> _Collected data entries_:
--- START ---

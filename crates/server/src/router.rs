//! HTTP router construction.
//!
//! Assembles all Axum routes, middleware, and OpenAPI docs into a single
//! `Router`.

use std::sync::Arc;

use axum::routing::{get, patch};
use axum::Router;
use tower_http::cors::CorsLayer;
use utoipa::OpenApi;
use utoipa_scalar::{Scalar, Servable};

use crate::api;
use crate::state::AppState;

#[derive(OpenApi)]
#[openapi(
    paths(
        api::health::health,
        api::trays::list_trays,
        api::trays::list_active_trays,
        api::trays::get_tray,
        api::trays::create_tray,
        api::trays::remove_tray,
        api::trays::update_tray,
        api::trays::delete_tray,
        api::trays::clear_history,
    ),
    components(schemas(
        api::health::HealthResponse,
        api::trays::TrayResponse,
        api::trays::TrayStatusBlock,
        api::trays::CreateTrayRequest,
        api::trays::UpdateTrayRequest,
        api::trays::MessageResponse,
        api::ErrorResponse,
    )),
    tags(
        (name = "Trays", description = "Tray lifecycle: create, remove, update, prune"),
        (name = "Health", description = "Server readiness")
    )
)]
struct ApiDoc;

/// Build the complete application router with all routes and middleware.
pub fn build_router(state: Arc<AppState>) -> Router {
    Router::new()
        .route("/health", get(api::health::health))
        .route(
            "/api/trays",
            get(api::trays::list_trays)
                .post(api::trays::create_tray)
                .delete(api::trays::clear_history),
        )
        .route("/api/trays/active", get(api::trays::list_active_trays))
        .route(
            "/api/trays/{id}",
            get(api::trays::get_tray)
                .patch(api::trays::update_tray)
                .delete(api::trays::delete_tray),
        )
        .route("/api/trays/{id}/remove", patch(api::trays::remove_tray))
        .merge(Scalar::with_url("/docs", ApiDoc::openapi()))
        .layer(CorsLayer::permissive())
        .with_state(state)
}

--- END ---

Make an exact copy of the records.

filename crates/server/src/router.rs
//! HTTP router construction.
//!
//! Assembles all Axum routes, middleware, and OpenAPI docs into a single
//! `Router`.

use std::sync::Arc;

use axum::routing::{get, patch};
use axum::Router;
use tower_http::cors::CorsLayer;
use utoipa::OpenApi;
use utoipa_scalar::{Scalar, Servable};

use crate::api;
use crate::state::AppState;

#[derive(OpenApi)]
#[openapi(
    paths(
        api::health::health,
        api::trays::list_trays,
        api::trays::list_active_trays,
        api::trays::get_tray,
        api::trays::create_tray,
        api::trays::remove_tray,
        api::trays::update_tray,
        api::trays::delete_tray,
        api::trays::clear_history,
    ),
    components(schemas(
        api::health::HealthResponse,
        api::trays::TrayResponse,
        api::trays::TrayStatusBlock,
        api::trays::CreateTrayRequest,
        api::trays::UpdateTrayRequest,
        api::trays::MessageResponse,
        api::ErrorResponse,
    )),
    tags(
        (name = "Trays", description = "Tray lifecycle: create, remove, update, prune"),
        (name = "Health", description = "Server readiness")
    )
)]
struct ApiDoc;

/// Build the complete application router with all routes and middleware.
pub fn build_router(state: Arc<AppState>) -> Router {
    Router::new()
        .route("/health", get(api::health::health))
        .route(
            "/api/trays",
            get(api::trays::list_trays)
                .post(api::trays::create_tray)
                .delete(api::trays::clear_history),
        )
        .route("/api/trays/active", get(api::trays::list_active_trays))
        .route(
            "/api/trays/{id}",
            get(api::trays::get_tray)
                .patch(api::trays::update_tray)
                .delete(api::trays::delete_tray),
        )
        .route("/api/trays/{id}/remove", patch(api::trays::remove_tray))
        .merge(Scalar::with_url("/docs", ApiDoc::openapi()))
        .layer(CorsLayer::permissive())
        .with_state(state)
}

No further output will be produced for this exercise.